SOURCE / ECONOMY
Sequoia spin-offs show US geopolitical games are liability for Silicon Valley venture capital
Published: Jun 08, 2023 08:49 PM
Illustration: Chen Xia/Global Times

Illustration: Chen Xia/Global Times

Sequoia Capital, one of Silicon Valley's most prominent venture capital firms, is breaking itself up, separating its US and China operations by spinning out its Chinese unit into an independent company, the New York Times reported on Wednesday. The company said its global footprint had become "increasingly complex" to manage, but it is generally believed there are not only economic considerations, but also geopolitical elements behind Sequoia's split.

Several days ago, a US Treasury official was quoted by the South China Morning Post (SCMP) as saying that Washington is working on new regulations that would limit capital flows into sensitive technologies in China such as semiconductor and artificial intelligence (AI). If the SCMP's report is true, it is very likely that US-based venture capital firms such as Sequoia will be badly affected. Since it entered China in 2005, Sequoia has made bets on fast-growing Chinese tech companies such as Alibaba and TikTok parent ByteDance.
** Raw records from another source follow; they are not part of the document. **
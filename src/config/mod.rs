//! Configuration module for linkscout
//!
//! This module handles loading, parsing, and validating TOML configuration
//! files, and defines the immutable `CrawlConfig` a session is started with.
//!
//! # Example
//!
//! ```no_run
//! use linkscout::config::load_config;
//! use std::path::Path;
//!
//! let config = load_config(Path::new("linkscout.toml")).unwrap();
//! println!("Crawler will use max depth: {}", config.crawl.max_depth);
//! ```

mod parser;
mod types;
mod validation;

// Re-export types
pub use types::{Config, CrawlConfig, OutputConfig};

// Re-export parser functions
pub use parser::{compute_config_hash, load_config, load_config_with_hash, parse_config};
pub use validation::validate_crawl_config;
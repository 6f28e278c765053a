//! Crawl event types
//!
//! Everything the engine tells its consumer goes through `CrawlEvent`. Each
//! variant serializes as internally tagged JSON (`"type": "progress"`).

use crate::config::CrawlConfig;
use crate::crawler::CrawlResult;
use crate::output::stats::StatusSnapshot;
use crate::state::PageRecord;
use serde::{Deserialize, Serialize};

/// Events emitted by a crawl session, in order
#[derive(Debug, Clone, PartialEq, Serialize, Deserialize)]
#[serde(tag = "type", rename_all = "snake_case")]
pub enum CrawlEvent {
    /// `start` was accepted; echoes the configuration
    Started { config: CrawlConfig },

    /// Counters after a page settled, or an answer to `getStatus`
    Progress(StatusSnapshot),

    /// One settled page
    Log(PageLog),

    Paused(StatusSnapshot),

    Resumed(StatusSnapshot),

    /// Terminal; no further events follow
    Cancelled(StatusSnapshot),

    /// Terminal; carries every record of the session
    Completed(Box<CrawlResult>),

    /// Setup failure or unrecoverable engine failure
    Error { message: String },
}

impl CrawlEvent {
    /// Event name as used in the `type` tag
    pub fn name(&self) -> &'static str {
        match self {
            Self::Started { .. } => "started",
            Self::Progress(_) => "progress",
            Self::Log(_) => "log",
            Self::Paused(_) => "paused",
            Self::Resumed(_) => "resumed",
            Self::Cancelled(_) => "cancelled",
            Self::Completed(_) => "completed",
            Self::Error { .. } => "error",
        }
    }

    /// Returns true if nothing follows this event in a session
    pub fn is_terminal(&self) -> bool {
        matches!(self, Self::Cancelled(_) | Self::Completed(_) | Self::Error { .. })
    }

    /// Serializes the event as a single JSON line
    pub fn to_json_line(&self) -> serde_json::Result<String> {
        serde_json::to_string(self)
    }
}

/// Per-page log entry
#[derive(Debug, Clone, PartialEq, Serialize, Deserialize)]
pub struct PageLog {
    pub url: String,
    pub status: u16,
    pub success: bool,
    pub duration_ms: u64,
    pub error: Option<String>,
}

impl From<&PageRecord> for PageLog {
    fn from(record: &PageRecord) -> Self {
        Self {
            url: record.url.clone(),
            status: record.status,
            success: !record.is_error(),
            duration_ms: record.duration_ms,
            error: record.error_message.clone().filter(|_| record.is_error()),
        }
    }
}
If Washington continues politicizing and weaponizing sci-tech issues, restricting the flow of US investment into Chinese companies working on chip, AI and quantum computing, US investors are likely to be the first and major victims. Sequoia's dramatic move to split its business is, to some extent, a signal that the risk of escalating geopolitical tensions is a growing liability in Silicon Valley. Washington should take responsibility as the chief antagonist behind the increasing uncertainty.  

In recent weeks, the US has frequently expressed its desire for dialogue with China. However, it seems there are questions within even domestically in the US about whether Washington genuinely intends to put an end to its high-stake chip war and stabilize economic relations with China. Sequoia's decision reflects US business community's concern about deteriorating relations between China and the US. This should sound the alarm: the US has witnessed increasing divergences between political and business communities over China-related issues. The Biden administration needs to correct its policy toward China, through its practical actions to stabilize bilateral ties and regain trust from the US business community.
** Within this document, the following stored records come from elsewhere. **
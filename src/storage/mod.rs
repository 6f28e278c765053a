//! Storage module for persisting finished crawls
//!
//! This module handles:
//! - SQLite database initialization and schema management
//! - Saving, loading and listing crawl sessions
//! - Deriving stable session ids

mod schema;
mod sqlite;
mod traits;

pub use sqlite::SqliteSessionStore;
pub use traits::{SessionStore, SessionSummary, StorageError, StorageResult};

use crate::config::compute_config_hash;
use crate::crawler::CrawlResult;
use std::path::Path;

/// Initializes or opens a session store
///
/// # Arguments
///
/// * `path` - Path to the SQLite database file
///
/// # Returns
///
/// * `Ok(SqliteSessionStore)` - Successfully initialized store
/// * `Err(StorageError)` - Failed to initialize store
pub fn open_store(path: &Path) -> StorageResult<SqliteSessionStore> {
    SqliteSessionStore::new(path)
}

/// Derives a session id from a crawl's configuration and start time
///
/// The same configuration started at a different moment gets a different id.
pub fn session_id(result: &CrawlResult) -> StorageResult<String> {
    let config = serde_json::to_string(&result.config)?;
    let hash = compute_config_hash(&format!("{}|{}", config, result.started_at.to_rfc3339()));
    Ok(hash[..16].to_string())
}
According to the New York Times report, Sequoia has more than $53 billion in assets under management in the US and Europe, $56 billion in China and $9 billion in India and Southeast Asia. No matter how hard Washington works on its "decoupling" from China push, from the perspective of the US venture capital titan, the Chinese market remains irreplaceable.

The situation has become very clear now. Washington's "decoupling" campaign can no longer continue. The US business community has moved to pressure Washington to stop playing games. An increasing number of executives of financial giants from the US and other Western countries have recently visited China and expressed their confidence and commitment to the Chinese market.
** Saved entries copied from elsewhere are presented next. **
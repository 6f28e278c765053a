//! linkscout main entry point
//!
//! This is the command-line interface for the linkscout link auditor.

use anyhow::{bail, Context};
use clap::Parser;
use linkscout::config::{load_config_with_hash, validate_crawl_config, Config};
use linkscout::output::{build_report, format_markdown_report, print_statistics, write_markdown_report};
use linkscout::storage::{open_store, session_id, SessionStore};
use linkscout::{CrawlEngine, CrawlEvent, CrawlResult};
use std::path::{Path, PathBuf};
use tracing_subscriber::EnvFilter;

/// linkscout: a website link auditor
///
/// linkscout crawls one site in the background while respecting robots.txt
/// and crawl-delay, then reports broken links, orphaned pages and pages
/// without content.
#[derive(Parser, Debug)]
#[command(name = "linkscout")]
#[command(version)]
#[command(about = "A website link auditor", long_about = None)]
struct Cli {
    /// Path to TOML configuration file
    #[arg(value_name = "CONFIG")]
    config: PathBuf,

    /// Increase logging verbosity (-v, -vv, -vvv)
    #[arg(short, long, action = clap::ArgAction::Count)]
    verbose: u8,

    /// Suppress non-error output
    #[arg(short, long, conflicts_with = "verbose")]
    quiet: bool,

    /// Override the seed URL
    #[arg(long, value_name = "URL")]
    seed: Option<String>,

    /// Override the maximum number of pages
    #[arg(long)]
    max_pages: Option<usize>,

    /// Override the maximum depth below the seed
    #[arg(long)]
    max_depth: Option<usize>,

    /// Override the number of simultaneous fetches
    #[arg(long)]
    concurrency: Option<usize>,

    /// Stream every crawl event to stdout as one JSON object per line
    #[arg(long)]
    json_events: bool,

    /// Validate config and show what would be crawled without actually crawling
    #[arg(long, conflicts_with_all = ["show", "list"])]
    dry_run: bool,

    /// Print the report of a stored session and exit
    #[arg(long, value_name = "ID", conflicts_with_all = ["dry_run", "list"])]
    show: Option<String>,

    /// List stored sessions and exit
    #[arg(long, conflicts_with_all = ["dry_run", "show"])]
    list: bool,
}

#[tokio::main]
async fn main() -> anyhow::Result<()> {
    let cli = Cli::parse();

    // Setup logging based on verbosity
    setup_logging(cli.verbose, cli.quiet);

    // Load and validate configuration
    tracing::info!("Loading configuration from: {}", cli.config.display());
    let (mut config, config_hash) = load_config_with_hash(&cli.config)
        .with_context(|| format!("Failed to load configuration from {}", cli.config.display()))?;
    tracing::info!("Configuration loaded successfully (hash: {})", config_hash);

    apply_overrides(&mut config, &cli);

    // Handle different modes
    if cli.dry_run {
        handle_dry_run(&config)
    } else if let Some(id) = &cli.show {
        handle_show(&config, id)
    } else if cli.list {
        handle_list(&config)
    } else {
        handle_crawl(config, cli.json_events).await
    }
}

/// Sets up the logging/tracing subscriber based on verbosity level
///
/// Logs go to stderr so that `--json-events` output stays parseable.
fn setup_logging(verbose: u8, quiet: bool) {
    let filter = if quiet {
        // Only show errors
        EnvFilter::new("error")
    } else {
        match verbose {
            0 => EnvFilter::new("linkscout=info,warn"),
            1 => EnvFilter::new("linkscout=debug,info"),
            2 => EnvFilter::new("linkscout=trace,debug"),
            _ => EnvFilter::new("trace"),
        }
    };

    tracing_subscriber::fmt()
        .with_env_filter(filter)
        .with_writer(std::io::stderr)
        .with_target(false)
        .with_thread_ids(false)
        .with_file(false)
        .init();
}

fn apply_overrides(config: &mut Config, cli: &Cli) {
    if let Some(seed) = &cli.seed {
        config.crawl.seed_url = Some(seed.clone());
    }
    if let Some(max_pages) = cli.max_pages {
        config.crawl.max_pages = max_pages;
    }
    if let Some(max_depth) = cli.max_depth {
        config.crawl.max_depth = max_depth;
    }
    if let Some(concurrency) = cli.concurrency {
        config.crawl.concurrency = concurrency;
    }
}

/// Handles the --dry-run mode: validates config and shows what would be crawled
fn handle_dry_run(config: &Config) -> anyhow::Result<()> {
    validate_crawl_config(&config.crawl)?;
    let crawl = &config.crawl;

    println!("=== linkscout Dry Run ===\n");

    println!("Crawl Configuration:");
    println!("  Seed: {}", crawl.seed_url.as_deref().unwrap_or("(none)"));
    println!("  Max depth: {}", crawl.max_depth);
    println!("  Max pages: {}", crawl.max_pages);
    println!("  Concurrency: {}", crawl.concurrency);
    println!("  Timeout: {}ms", crawl.timeout_ms);
    println!("  Respect robots.txt: {}", crawl.respect_robots);
    println!("  Empty threshold: {} chars", crawl.empty_threshold);
    println!("  Store content: {}", crawl.store_content);

    println!("\nUser Agent:");
    println!("  Header: {}", crawl.user_agent);
    println!("  Robots token: {}", crawl.product_token());

    println!("\nOutput:");
    println!("  Database: {}", config.output.database_path);
    println!("  Summary: {}", config.output.summary_path);

    println!("\nManual Pages ({}):", crawl.manual_pages.len());
    for page in &crawl.manual_pages {
        println!("  - {}", page);
    }

    println!("\n✓ Configuration is valid");
    println!("✓ Would start crawling with {} seed URLs", crawl.seeds().count());

    Ok(())
}

/// Handles the --show mode: prints a stored session's statistics and report
fn handle_show(config: &Config, id: &str) -> anyhow::Result<()> {
    let store = open_store(Path::new(&config.output.database_path))?;

    let Some(result) = store.load(id)? else {
        bail!(
            "No session '{}' in {}",
            id,
            config.output.database_path
        );
    };

    print_statistics(&result);
    let report = build_report(&result);
    println!("{}", format_markdown_report(&result, &report));

    Ok(())
}

/// Handles the --list mode: lists stored sessions
fn handle_list(config: &Config) -> anyhow::Result<()> {
    let store = open_store(Path::new(&config.output.database_path))?;
    let sessions = store.list()?;

    println!("Database: {}\n", config.output.database_path);
    if sessions.is_empty() {
        println!("No stored sessions");
        return Ok(());
    }

    for session in sessions {
        println!(
            "{}  {:<10} {:>6} pages {:>5} errors  {}  {}",
            session.id,
            session.status.as_str(),
            session.crawled_pages,
            session.error_count,
            session.finished_at,
            session.seed.as_deref().unwrap_or("-")
        );
    }

    Ok(())
}

/// Handles the main crawl operation
async fn handle_crawl(config: Config, json_events: bool) -> anyhow::Result<()> {
    tracing::info!(
        "Max depth: {}, max pages: {}, concurrency: {}",
        config.crawl.max_depth,
        config.crawl.max_pages,
        config.crawl.concurrency
    );

    let (mut engine, mut events) = CrawlEngine::new();
    engine.start(config.crawl.clone())?;

    let ctrl_c = tokio::signal::ctrl_c();
    tokio::pin!(ctrl_c);
    let mut interrupted = false;

    loop {
        tokio::select! {
            _ = &mut ctrl_c, if !interrupted => {
                interrupted = true;
                tracing::warn!("Interrupted, cancelling crawl");
                if let Err(e) = engine.cancel() {
                    tracing::debug!("Cancel ignored: {}", e);
                }
            }
            event = events.recv() => {
                let Some(event) = event else {
                    bail!("Event stream closed before the crawl finished");
                };

                if json_events {
                    println!("{}", event.to_json_line()?);
                } else {
                    log_event(&event);
                }

                match event {
                    CrawlEvent::Completed(result) => {
                        return finish(&config, &result, json_events);
                    }
                    CrawlEvent::Cancelled(_) => {
                        tracing::warn!("Crawl cancelled; nothing was saved");
                        return Ok(());
                    }
                    CrawlEvent::Error { message } => bail!("Crawl failed: {}", message),
                    _ => {}
                }
            }
        }
    }
}

fn log_event(event: &CrawlEvent) {
    match event {
        CrawlEvent::Log(log) => {
            if log.success {
                tracing::debug!("{} {} ({}ms)", log.status, log.url, log.duration_ms);
            } else {
                tracing::warn!(
                    "Failed {}: {}",
                    log.url,
                    log.error.as_deref().unwrap_or("unknown error")
                );
            }
        }
        CrawlEvent::Progress(snapshot) => {
            tracing::info!(
                "Progress: {}/{} pages ({:.0}%), {} errors, {} queued",
                snapshot.crawled_pages,
                snapshot.total_pages,
                snapshot.percent_complete,
                snapshot.error_count,
                snapshot.queue_size
            );
        }
        CrawlEvent::Paused(_) => tracing::info!("Crawl paused"),
        CrawlEvent::Resumed(_) => tracing::info!("Crawl resumed"),
        _ => {}
    }
}

/// Persists a completed crawl and writes its markdown report
fn finish(config: &Config, result: &CrawlResult, json_events: bool) -> anyhow::Result<()> {
    let id = session_id(result)?;
    let mut store = open_store(Path::new(&config.output.database_path))
        .context("Failed to open session database")?;
    store.save(&id, result)?;
    tracing::info!("Saved session {} to {}", id, config.output.database_path);

    let report = build_report(result);
    let summary_path = Path::new(&config.output.summary_path);
    write_markdown_report(result, &report, summary_path)
        .with_context(|| format!("Failed to write report to {}", summary_path.display()))?;
    tracing::info!(
        "Report written to {} ({} broken, {} orphaned, {} empty)",
        summary_path.display(),
        report.broken.len(),
        report.orphaned.len(),
        report.empty.len()
    );

    if !json_events {
        print_statistics(result);
    }

    Ok(())
}
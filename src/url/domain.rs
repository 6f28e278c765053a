use url::Url;

/// Extracts the host (with a non-default port) from a URL
///
/// The host is lowercased; the port is included when the URL names one that
/// differs from the scheme default, so two servers on the same machine are
/// different sites.
///
/// # Examples
///
/// ```
/// use url::Url;
/// use linkscout::url::extract_domain;
///
/// let url = Url::parse("https://EXAMPLE.COM/path").unwrap();
/// assert_eq!(extract_domain(&url), Some("example.com".to_string()));
///
/// let url = Url::parse("http://localhost:8080/").unwrap();
/// assert_eq!(extract_domain(&url), Some("localhost:8080".to_string()));
/// ```
pub fn extract_domain(url: &Url) -> Option<String> {
    let host = url.host_str()?.to_lowercase();
    match url.port() {
        Some(port) => Some(format!("{}:{}", host, port)),
        None => Some(host),
    }
}

/// Returns true if both URLs point at the same host (case-insensitive)
pub fn is_same_domain(a: &Url, b: &Url) -> bool {
    match (extract_domain(a), extract_domain(b)) {
        (Some(a), Some(b)) => a == b,
        _ => false,
    }
}

/// Number of non-empty path segments in a URL
pub fn path_depth(url: &Url) -> usize {
    url.path().split('/').filter(|s| !s.is_empty()).count()
}

/// Depth of `candidate` relative to `seed`, measured in path segments
///
/// Pages shallower than the seed are depth 0.
pub fn depth_from(seed: &Url, candidate: &Url) -> usize {
    path_depth(candidate).saturating_sub(path_depth(seed))
}

#[cfg(test)]
mod tests {
    use super::*;

    fn url(s: &str) -> Url {
        Url::parse(s).unwrap()
    }

    #[test]
    fn test_extract_simple_domain() {
        assert_eq!(
            extract_domain(&url("https://example.com/")),
            Some("example.com".to_string())
        );
    }

    #[test]
    fn test_extract_with_port() {
        assert_eq!(
            extract_domain(&url("http://127.0.0.1:4000/x")),
            Some("127.0.0.1:4000".to_string())
        );
    }

    #[test]
    fn test_extract_mixed_case() {
        assert_eq!(
            extract_domain(&url("https://Blog.Example.COM/")),
            Some("blog.example.com".to_string())
        );
    }

    #[test]
    fn test_same_domain() {
        assert!(is_same_domain(
            &url("https://example.com/a"),
            &url("https://EXAMPLE.com/b?x=1")
        ));
        assert!(!is_same_domain(
            &url("https://example.com/"),
            &url("https://blog.example.com/")
        ));
        assert!(!is_same_domain(
            &url("http://localhost:8000/"),
            &url("http://localhost:9000/")
        ));
    }

    #[test]
    fn test_path_depth() {
        assert_eq!(path_depth(&url("https://example.com/")), 0);
        assert_eq!(path_depth(&url("https://example.com/a")), 1);
        assert_eq!(path_depth(&url("https://example.com/a/b/")), 2);
    }

    #[test]
    fn test_depth_from_seed() {
        let seed = url("https://example.com/docs/");
        assert_eq!(depth_from(&seed, &url("https://example.com/docs/intro")), 1);
        assert_eq!(depth_from(&seed, &url("https://example.com/")), 0);
        assert_eq!(depth_from(&seed, &url("https://example.com/docs/a/b")), 2);
    }
}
Following visits by JPMorgan's chief Jamie Dimon last week and by other global financial executives in March, Citigroup's CEO Jane Fraser this week made her first trip to China since taking up the CEO role in March 2021. Fraser said on Monday in Beijing that the US bank has full confidence in China's economic and financial development and will continue to expand its Chinese business, signaling a commitment to the Chinese market similar to Dimon and other global financial executives have made.

American and Western financial companies should indeed maintain confidence in the Chinese market, as China will unswervingly continue to expand financial opening-up and continue to improve the business environment for foreign companies. In recent years, in the face of severe and complicated domestic and foreign situations, China's financial industry maintains a positive trend toward high-level opening-up. 

The financial opening-up measures implemented by China in recent years include the removal of restrictions on the proportion of foreign capital in banks and life insurance companies, and the substantial reduction of quantitative thresholds for foreign capital access. In addition, China is encouraging foreign-funded institutions to participate in the development of China's wealth management, aged care and other fields. China has continuously expanded the business field of foreign-funded banks and foreign-funded insurance companies, facilitating their expansion of footprint in the Chinese market. 

 "Decoupling" the financial sector between China and the US is impossible. A series of signals indicate that the US is willing to promote dialogue with China, but the US still needs to take more concrete actions to soothe US business elites' anxiety and rebuild confidence. If the US continues to practice "decoupling" in the name of "de-risking," it will only create more problems for American companies.